WPTAS Severity Classification

Given the design of the scale, The WPTAS is only appropriate to use for individuals with PTA duration greater than 24 hours. An abbreviated version of the WPTAS, the AWPTAS, can be used to measure PTA duration in individuals with a PTA of less than 24 hours.

==Research==

The WPTAS was designed for patients with closed traumatic brain injury, and subsequent research on the scale has centred on this clinical population. The WPTAS has been found to have high interrater reliability and predictive validity.

Although originally designed for assessing PTA in adult populations, preliminary normative data from hospitalised non head-injured children suggests that the WPTAS may be suitable for use in children as young as eight years of age. Research suggests that the WPTAS may not be appropriate in children younger than seven years of age given that very few non head-injured 6-7 year olds are able to achieve the required criteria of the scale (i.e. perfect scores across three consecutive days).

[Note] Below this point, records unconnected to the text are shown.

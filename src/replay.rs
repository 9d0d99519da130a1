//! Replay of recorded call histories

use crate::error::Result;
use crate::recorder::{call_count, read_history, CallRecord, Outcome};
use crate::store::KeyValueStore;
use serde_json::Value;
use std::fmt;
use std::io::Write;
use tracing::debug;

/// Ordered trace of the calls made to one operation
#[derive(Debug, Clone, PartialEq)]
pub struct CallTrace {
    /// Operation name
    pub operation: String,

    /// Value of the invocation counter
    pub calls: u64,

    /// Recorded calls, earliest first
    pub records: Vec<CallRecord>,
}

impl CallTrace {
    /// Number of recorded argument/outcome pairs
    pub fn len(&self) -> usize {
        self.records.len()
    }

    pub fn is_empty(&self) -> bool {
        self.records.is_empty()
    }

    /// The lines `fmt::Display` prints, one per call after the summary
    pub fn lines(&self) -> Vec<String> {
        self.records
            .iter()
            .map(|record| format_call(&self.operation, record))
            .collect()
    }
}

fn format_args(args: &Value) -> String {
    args.to_string()
}

fn format_call(operation: &str, record: &CallRecord) -> String {
    match &record.outcome {
        Outcome::Returned(value) => {
            format!("{}(*{}) -> {}", operation, format_args(&record.args), value)
        }
        Outcome::Failed(message) => format!(
            "{}(*{}) -> error: {}",
            operation,
            format_args(&record.args),
            message
        ),
    }
}

impl fmt::Display for CallTrace {
    fn fmt(&self, f: &mut fmt::Formatter<'_>) -> fmt::Result {
        writeln!(f, "{} was called {} times:", self.operation, self.calls)?;
        for record in &self.records {
            writeln!(f, "{}", format_call(&self.operation, record))?;
        }
        Ok(())
    }
}

/// Rebuild the call trace of `operation`
///
/// An operation that was never invoked yields a trace with zero calls.
pub async fn replay(store: &dyn KeyValueStore, operation: &str) -> Result<CallTrace> {
    let calls = call_count(store, operation).await?;
    let records = read_history(store, operation).await?;

    debug!(
        "Replaying {}: {} calls, {} recorded",
        operation,
        calls,
        records.len()
    );

    Ok(CallTrace {
        operation: operation.to_string(),
        calls,
        records,
    })
}

/// Replay `operation` into `out`
pub async fn replay_to<W: Write>(
    store: &dyn KeyValueStore,
    operation: &str,
    out: &mut W,
) -> Result<CallTrace> {
    let trace = replay(store, operation).await?;
    write!(out, "{}", trace).map_err(|e| crate::error::CacheError::Other(e.to_string()))?;
    Ok(trace)
}

/// Replay `operation` to stdout
pub async fn print_replay(store: &dyn KeyValueStore, operation: &str) -> Result<CallTrace> {
    let trace = replay(store, operation).await?;
    print!("{}", trace);
    Ok(trace)
}

#[cfg(test)]
mod tests {
    use super::*;
    use crate::store::MemoryStore;
    use serde_json::json;

    #[tokio::test]
    async fn test_replay_unknown_operation() {
        let store = MemoryStore::default();

        let trace = replay(&store, "Cache.store").await.unwrap();
        assert_eq!(trace.calls, 0);
        assert!(trace.is_empty());
        assert_eq!(trace.to_string(), "Cache.store was called 0 times:\n");
    }

    #[test]
    fn test_trace_display() {
        let trace = CallTrace {
            operation: "Cache.store".to_string(),
            calls: 2,
            records: vec![
                CallRecord {
                    args: json!(["foo"]),
                    outcome: Outcome::Returned(json!("id-1")),
                },
                CallRecord {
                    args: json!([42]),
                    outcome: Outcome::Failed("Store error: down".to_string()),
                },
            ],
        };

        assert_eq!(
            trace.to_string(),
            "Cache.store was called 2 times:\n\
             Cache.store(*[\"foo\"]) -> \"id-1\"\n\
             Cache.store(*[42]) -> error: Store error: down\n"
        );
        assert_eq!(trace.lines().len(), 2);
    }

    #[tokio::test]
    async fn test_replay_to_writer() {
        let store = MemoryStore::default();
        store.incr("Op.run").await.unwrap();
        store
            .rpush("Op.run:inputs", br#"{"v":1,"args":[1]}"#.to_vec())
            .await
            .unwrap();
        store
            .rpush("Op.run:outputs", br#"{"v":1,"ok":true}"#.to_vec())
            .await
            .unwrap();

        let mut out = Vec::new();
        let trace = replay_to(&store, "Op.run", &mut out).await.unwrap();

        assert_eq!(trace.calls, 1);
        assert_eq!(
            String::from_utf8(out).unwrap(),
            "Op.run was called 1 times:\nOp.run(*[1]) -> true\n"
        );
    }
}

==Abbreviated Westmead PTA Scale==

The AWPTAS, derived from the Revised WPTAS, includes the five verbal orientation items from the Glasgow Coma Scale (GCS) and three picture cards used to measure memory. The RWPTAS has been shown to be more accurate than the Glasgow Coma Scale in the identification of cognitive deficits in patients with mild TBI. The A-WPTAS is administered hourly rather than daily. It is used for measuring the length of PTA following a mild traumatic brain injury (that is, when PTA is less than 24 hours).

The AWPTAS is administered according to specific guidelines. A patient is considered to be out of PTA the first time they attain optimal scores of 18 out of 18 (15 out of 15 on the GCS, 3 out of 3 on the picture cards.